Crude glycerine is a viscous liquid with a naturally sweet taste and light yellow to dark brown in color. It is the impure form of refined glycerine. Crude glycerine is derived from both natural and chemical feedstocks. Glycerine occurs in combined form in vegetable oils and fats as triglycerides. It is also found in animal fats. Crude glycerine is obtained as a byproduct from the biodiesel manufacturing plant and oleochemical industries.
Emphasis has been placed on the usage of renewable energy, resulting in an increase in the production of biodiesel. As crude glycerine is a byproduct in the production of biodiesel, there is a corresponding increase in the production of crude glycerine. Crude glycerine specification commonly includes 80% glycerine and the rest is made up of impurities such as methanol, soap, catalyst, salts, non-glycerine organic matter, and water.
Recovery of fat
First of all, animal fats are collected from slaughterhouses. The fat tissue from animal parts is cooked. The elevated temperature ensures the fat to be released in liquid state and promotes cell rupture. On the other hand, an alternative method requires partial heating and the mechanical rupture of the fat tissue to release fat.
The degumming process of animals is the removal of dissolved phosphatides through centrifugation.
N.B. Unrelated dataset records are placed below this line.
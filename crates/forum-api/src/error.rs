//! API error responses
//!
//! Single terminal sink for every failure raised during request processing.
//! Expected errors carry a status, message, and form flag; anything else
//! becomes a 500 whose detail is masked in production mode.

use std::sync::OnceLock;

use axum::{
    http::StatusCode,
    response::{IntoResponse, Response},
    Json,
};
use serde::Serialize;
use thiserror::Error;

use forum_core::error::DomainError;

static PRODUCTION_MODE: OnceLock<bool> = OnceLock::new();

/// Set once at startup; controls masking of unexpected-error detail.
pub fn set_production_mode(production: bool) {
    let _ = PRODUCTION_MODE.set(production);
}

fn production_mode() -> bool {
    PRODUCTION_MODE.get().copied().unwrap_or(false)
}

#[derive(Error, Debug)]
pub enum ApiError {
    /// Raised by application logic with intended client-facing semantics.
    #[error("{message}")]
    Expected {
        status: StatusCode,
        message: String,
        form: bool,
    },

    /// Anything else, including store/connectivity failures.
    #[error("{0}")]
    Unexpected(String),
}

#[derive(Serialize)]
pub struct ErrorBody {
    pub success: bool,
    pub error: String,
    #[serde(rename = "isFormError", skip_serializing_if = "Option::is_none")]
    pub is_form_error: Option<bool>,
}

impl ApiError {
    pub fn expected(status: StatusCode, message: impl Into<String>) -> Self {
        Self::Expected {
            status,
            message: message.into(),
            form: false,
        }
    }

    /// Expected error flagged as a form/input-validation failure.
    pub fn form(status: StatusCode, message: impl Into<String>) -> Self {
        Self::Expected {
            status,
            message: message.into(),
            form: true,
        }
    }

    pub fn unauthorized(message: impl Into<String>) -> Self {
        Self::expected(StatusCode::UNAUTHORIZED, message)
    }

    pub fn unexpected(message: impl Into<String>) -> Self {
        Self::Unexpected(message.into())
    }

    pub fn status(&self) -> StatusCode {
        match self {
            Self::Expected { status, .. } => *status,
            Self::Unexpected(_) => StatusCode::INTERNAL_SERVER_ERROR,
        }
    }

    /// Render to a response; `production` masks unexpected-error detail.
    pub fn render(self, production: bool) -> Response {
        match self {
            Self::Expected {
                status,
                message,
                form,
            } => {
                tracing::warn!(%status, "{}", message);
                let body = ErrorBody {
                    success: false,
                    error: message,
                    is_form_error: Some(form),
                };
                (status, Json(body)).into_response()
            }
            Self::Unexpected(detail) => {
                tracing::error!("Unexpected error: {}", detail);
                let error = if production {
                    "Internal Server Error".to_string()
                } else {
                    detail
                };
                let body = ErrorBody {
                    success: false,
                    error,
                    is_form_error: None,
                };
                (StatusCode::INTERNAL_SERVER_ERROR, Json(body)).into_response()
            }
        }
    }
}

impl IntoResponse for ApiError {
    fn into_response(self) -> Response {
        self.render(production_mode())
    }
}

impl From<DomainError> for ApiError {
    fn from(e: DomainError) -> Self {
        match e {
            DomainError::InvalidCredentials => {
                Self::form(StatusCode::UNAUTHORIZED, e.to_string())
            }
            DomainError::UsernameTaken(_) => Self::form(StatusCode::CONFLICT, e.to_string()),
            DomainError::PasswordHashError(_) | DomainError::DatabaseError(_) => {
                Self::Unexpected(e.to_string())
            }
        }
    }
}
Water is added to the oil that allows the precipitation of phosphatides. The newly formed precipitate is heavier as phosphatides readily absorb water. The centrifugation process separates the heavy phosphatides from the oil phase to the water phase.
Bleaching of oil is required to release unwanted pigment and other oxidizing agents that may alter the appearance of the product. Bleaching is performed by adding charcoal or earth clay. The existing pigment from the oil will be adsorbed by the charcoal. On the other hand, an additional method by chemical reaction is required for edible oils (oxidation and reduction reaction).
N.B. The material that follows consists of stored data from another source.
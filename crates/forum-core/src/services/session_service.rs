//! Session validation and lifecycle
//!
//! Resolves an opaque session token into a validated (session, user) pair.
//! Expired or unknown tokens yield an empty result; sessions inside the
//! renewal window get their expiry extended in the store and come back
//! marked fresh so the caller reissues the cookie.

use std::sync::Arc;

use chrono::{Duration, Utc};
use tracing::{debug, warn};
use uuid::Uuid;

use crate::domain::{Session, User};
use crate::error::DomainError;
use crate::repositories::SessionStore;

/// Result of validating a session token. Either both fields are set or
/// neither is.
#[derive(Debug, Clone, Default)]
pub struct ValidatedSession {
    pub session: Option<Session>,
    pub user: Option<User>,
}

impl ValidatedSession {
    fn empty() -> Self {
        Self::default()
    }
}

pub struct SessionService {
    store: Arc<dyn SessionStore>,
    lifetime: Duration,
    renewal_threshold: Duration,
}

impl SessionService {
    /// `renewal_fraction` is the fraction of the total lifetime below which
    /// a session is proactively renewed.
    pub fn new(store: Arc<dyn SessionStore>, lifetime: Duration, renewal_fraction: f64) -> Self {
        let threshold_secs = (lifetime.num_seconds() as f64 * renewal_fraction) as i64;
        Self {
            store,
            lifetime,
            renewal_threshold: Duration::seconds(threshold_secs),
        }
    }

    /// Validate a session token, if one was presented.
    ///
    /// Safe to call concurrently for different tokens; the renewal write is
    /// delegated to the store's atomic update, so concurrent requests holding
    /// the same token cannot race into inconsistent expiry state.
    pub async fn validate(
        &self,
        session_id: Option<&str>,
    ) -> Result<ValidatedSession, DomainError> {
        let Some(id) = session_id else {
            return Ok(ValidatedSession::empty());
        };

        let Some((mut session, user)) = self.store.find_with_user(id).await? else {
            debug!("session not found");
            return Ok(ValidatedSession::empty());
        };

        let now = Utc::now();
        if session.is_expired_at(now) {
            // Fire-and-forget cleanup of the stale record.
            if let Err(e) = self.store.delete(id).await {
                warn!("failed to purge expired session: {}", e);
            }
            return Ok(ValidatedSession::empty());
        }

        if session.expires_at - now < self.renewal_threshold {
            let expires_at = now + self.lifetime;
            self.store.update_expiry(id, expires_at).await?;
            session.expires_at = expires_at;
            session.fresh = true;
            debug!(user_id = %session.user_id, "session renewed");
        }

        Ok(ValidatedSession {
            session: Some(session),
            user: Some(user),
        })
    }

    /// Issue a new session for a user (login/signup flow).
    pub async fn create_session(&self, user_id: Uuid) -> Result<Session, DomainError> {
        let session = Session::new(user_id, Utc::now() + self.lifetime);
        self.store.insert(&session).await?;
        Ok(session)
    }

    /// Delete a session record (logout flow).
    pub async fn invalidate(&self, session_id: &str) -> Result<(), DomainError> {
        self.store.delete(session_id).await
    }
}

#[cfg(test)]
mod tests {
    use super::*;
    use crate::repositories::session_store::MockSessionStore;
    use chrono::DateTime;
    use mockall::predicate::eq;

    fn sample_user() -> User {
        User {
            id: Uuid::new_v4(),
            username: "alice".into(),
        }
    }

    fn stored_session(user_id: Uuid, expires_at: DateTime<Utc>) -> Session {
        Session {
            id: "a".repeat(40),
            user_id,
            expires_at,
            fresh: false,
        }
    }

    fn service(store: MockSessionStore) -> SessionService {
        SessionService::new(Arc::new(store), Duration::days(30), 0.5)
    }

    #[tokio::test]
    async fn absent_token_skips_store_lookup() {
        let mut store = MockSessionStore::new();
        store.expect_find_with_user().never();

        let validated = service(store).validate(None).await.unwrap();
        assert!(validated.session.is_none());
        assert!(validated.user.is_none());
    }

    #[tokio::test]
    async fn unknown_token_returns_empty_without_delete() {
        let mut store = MockSessionStore::new();
        store
            .expect_find_with_user()
            .with(eq("missing"))
            .return_once(|_| Ok(None));
        store.expect_delete().never();

        let validated = service(store).validate(Some("missing")).await.unwrap();
        assert!(validated.session.is_none());
        assert!(validated.user.is_none());
    }

    #[tokio::test]
    async fn expired_session_is_purged_and_empty() {
        let user = sample_user();
        let session = stored_session(user.id, Utc::now() - Duration::hours(1));
        let id = session.id.clone();

        let mut store = MockSessionStore::new();
        store
            .expect_find_with_user()
            .return_once(move |_| Ok(Some((session, user))));
        store
            .expect_delete()
            .withf({
                let id = id.clone();
                move |arg| arg == id
            })
            .times(1)
            .return_once(|_| Ok(()));
        store.expect_update_expiry().never();

        let validated = service(store).validate(Some(&id)).await.unwrap();
        assert!(validated.session.is_none());
        assert!(validated.user.is_none());
    }

    #[tokio::test]
    async fn purge_failure_is_swallowed() {
        let user = sample_user();
        let session = stored_session(user.id, Utc::now() - Duration::hours(1));
        let id = session.id.clone();

        let mut store = MockSessionStore::new();
        store
            .expect_find_with_user()
            .return_once(move |_| Ok(Some((session, user))));
        store
            .expect_delete()
            .return_once(|_| Err(DomainError::DatabaseError("connection reset".into())));

        let validated = service(store).validate(Some(&id)).await.unwrap();
        assert!(validated.session.is_none());
    }

    #[tokio::test]
    async fn session_outside_renewal_window_is_returned_untouched() {
        // 20 days remaining of a 30-day lifetime, threshold is 15 days.
        let user = sample_user();
        let expires_at = Utc::now() + Duration::days(20);
        let session = stored_session(user.id, expires_at);
        let id = session.id.clone();

        let mut store = MockSessionStore::new();
        store.expect_find_with_user().return_once({
            let user = user.clone();
            move |_| Ok(Some((session, user)))
        });
        store.expect_update_expiry().never();
        store.expect_delete().never();

        let validated = service(store).validate(Some(&id)).await.unwrap();
        let session = validated.session.unwrap();
        assert!(!session.fresh);
        assert_eq!(session.expires_at, expires_at);
        assert_eq!(validated.user.unwrap(), user);
    }

    #[tokio::test]
    async fn session_inside_renewal_window_is_extended_and_fresh() {
        // 14 days remaining of a 30-day lifetime, under the 15-day threshold.
        let user = sample_user();
        let session = stored_session(user.id, Utc::now() + Duration::days(14));
        let id = session.id.clone();

        let mut store = MockSessionStore::new();
        store
            .expect_find_with_user()
            .return_once(move |_| Ok(Some((session, user))));
        store
            .expect_update_expiry()
            .withf(|_, expires_at| {
                let remaining = *expires_at - Utc::now();
                remaining > Duration::days(29) && remaining <= Duration::days(30)
            })
            .times(1)
            .return_once(|_, _| Ok(()));

        let validated = service(store).validate(Some(&id)).await.unwrap();
        let session = validated.session.unwrap();
        assert!(session.fresh);
        assert!(session.expires_at - Utc::now() > Duration::days(29));
    }

    #[tokio::test]
    async fn renewal_write_failure_propagates() {
        let user = sample_user();
        let session = stored_session(user.id, Utc::now() + Duration::days(1));
        let id = session.id.clone();

        let mut store = MockSessionStore::new();
        store
            .expect_find_with_user()
            .return_once(move |_| Ok(Some((session, user))));
        store
            .expect_update_expiry()
            .return_once(|_, _| Err(DomainError::DatabaseError("connection refused".into())));

        let result = service(store).validate(Some(&id)).await;
        assert!(matches!(result, Err(DomainError::DatabaseError(_))));
    }

    #[tokio::test]
    async fn create_session_inserts_full_lifetime() {
        let user_id = Uuid::new_v4();
        let mut store = MockSessionStore::new();
        store
            .expect_insert()
            .withf(move |s| {
                s.user_id == user_id
                    && s.fresh
                    && s.expires_at - Utc::now() > Duration::days(29)
            })
            .times(1)
            .return_once(|_| Ok(()));

        let session = service(store).create_session(user_id).await.unwrap();
        assert_eq!(session.user_id, user_id);
    }

    #[tokio::test]
    async fn invalidate_deletes_record() {
        let mut store = MockSessionStore::new();
        store
            .expect_delete()
            .with(eq("token"))
            .times(1)
            .return_once(|_| Ok(()));

        service(store).invalidate("token").await.unwrap();
    }
}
The adsorbed oils are further treated for scent and foul odour removal. Steam distillation is utilized to remove any volatile impurities that contribute to the unpleasant smell. Steam distillation makes use of the non volatile animal fat to remove any aldehydes, ketones, and other compounds that are classified as an impurity. In a distillation chamber, high pressure is injected under vacuum conditions around 180-250 degrees centigrade. The non-volatile triglyceride remains unchanged while volatile impurities cascade upwards and are removed from the animal fat.
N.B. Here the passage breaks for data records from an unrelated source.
//! Authentication service (signup/login credential checks)

use std::sync::Arc;

use argon2::{
    password_hash::{rand_core::OsRng, PasswordHash, PasswordHasher, PasswordVerifier, SaltString},
    Argon2,
};
use tracing::{info, warn};
use uuid::Uuid;

use crate::domain::{User, UserAccount};
use crate::error::DomainError;
use crate::repositories::UserRepository;

pub struct AuthService {
    users: Arc<dyn UserRepository>,
}

impl AuthService {
    pub fn new(users: Arc<dyn UserRepository>) -> Self {
        Self { users }
    }

    /// Register a new user, failing if the username is taken.
    pub async fn signup(&self, username: &str, password: &str) -> Result<User, DomainError> {
        if self.users.find_by_username(username).await?.is_some() {
            warn!("signup failed: username already used: {}", username);
            return Err(DomainError::UsernameTaken(username.to_string()));
        }

        let password_hash = hash_password(password)?;
        let account = UserAccount {
            user: User {
                id: Uuid::new_v4(),
                username: username.to_string(),
            },
            password_hash,
        };

        let user = self.users.create(&account).await?;
        info!(user_id = %user.id, "user registered");
        Ok(user)
    }

    /// Check credentials against the stored hash.
    pub async fn login(&self, username: &str, password: &str) -> Result<User, DomainError> {
        let account = self
            .users
            .find_by_username(username)
            .await?
            .ok_or_else(|| {
                warn!("login failed: unknown username: {}", username);
                DomainError::InvalidCredentials
            })?;

        if !verify_password(password, &account.password_hash)? {
            warn!("login failed: invalid password for: {}", username);
            return Err(DomainError::InvalidCredentials);
        }

        info!(user_id = %account.user.id, "login successful");
        Ok(account.user)
    }
}

fn hash_password(password: &str) -> Result<String, DomainError> {
    let salt = SaltString::generate(&mut OsRng);
    Argon2::default()
        .hash_password(password.as_bytes(), &salt)
        .map(|h| h.to_string())
        .map_err(|e| DomainError::PasswordHashError(e.to_string()))
}

fn verify_password(password: &str, hash: &str) -> Result<bool, DomainError> {
    let parsed_hash =
        PasswordHash::new(hash).map_err(|e| DomainError::PasswordHashError(e.to_string()))?;
    Ok(Argon2::default()
        .verify_password(password.as_bytes(), &parsed_hash)
        .is_ok())
}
The animal fat is decomposed by hydrolysis reaction under high temperature and pressure. The process utilizes water to break down the chains of triglycerides into glycerol/glycerine and chains of fatty acid. In this step, glycerine becomes available for extraction; however, further refining is required for the newly made glycerine to be called refined glycerine.
Crude glycerine has a high metabolizable – digestible energy ratio that is almost identical to soybean oil. The source of energy from glycerine is used to feed cattle and other herbivorous animal farms.
The remaining crude glycerine is utilized as an intermediary chemical through thermo-chemical conversions. The product propylene glycol is manufactured from crude glycerine through a process called hydrogenolysis. The propylene glycol is utilized as an antifreeze compound and as a fuel additive in methanol fueled vehicles.
Crude glycerine is able to be used in composting through various biological conversions. The product succinic acid is produced from the fermentation process of crude glycerine with the bacterium Anaerobiospirillum succinici. In addition, further research has suggested that algal fermentation may convert crude glycerine into omega-3 polyunsaturated fatty acid.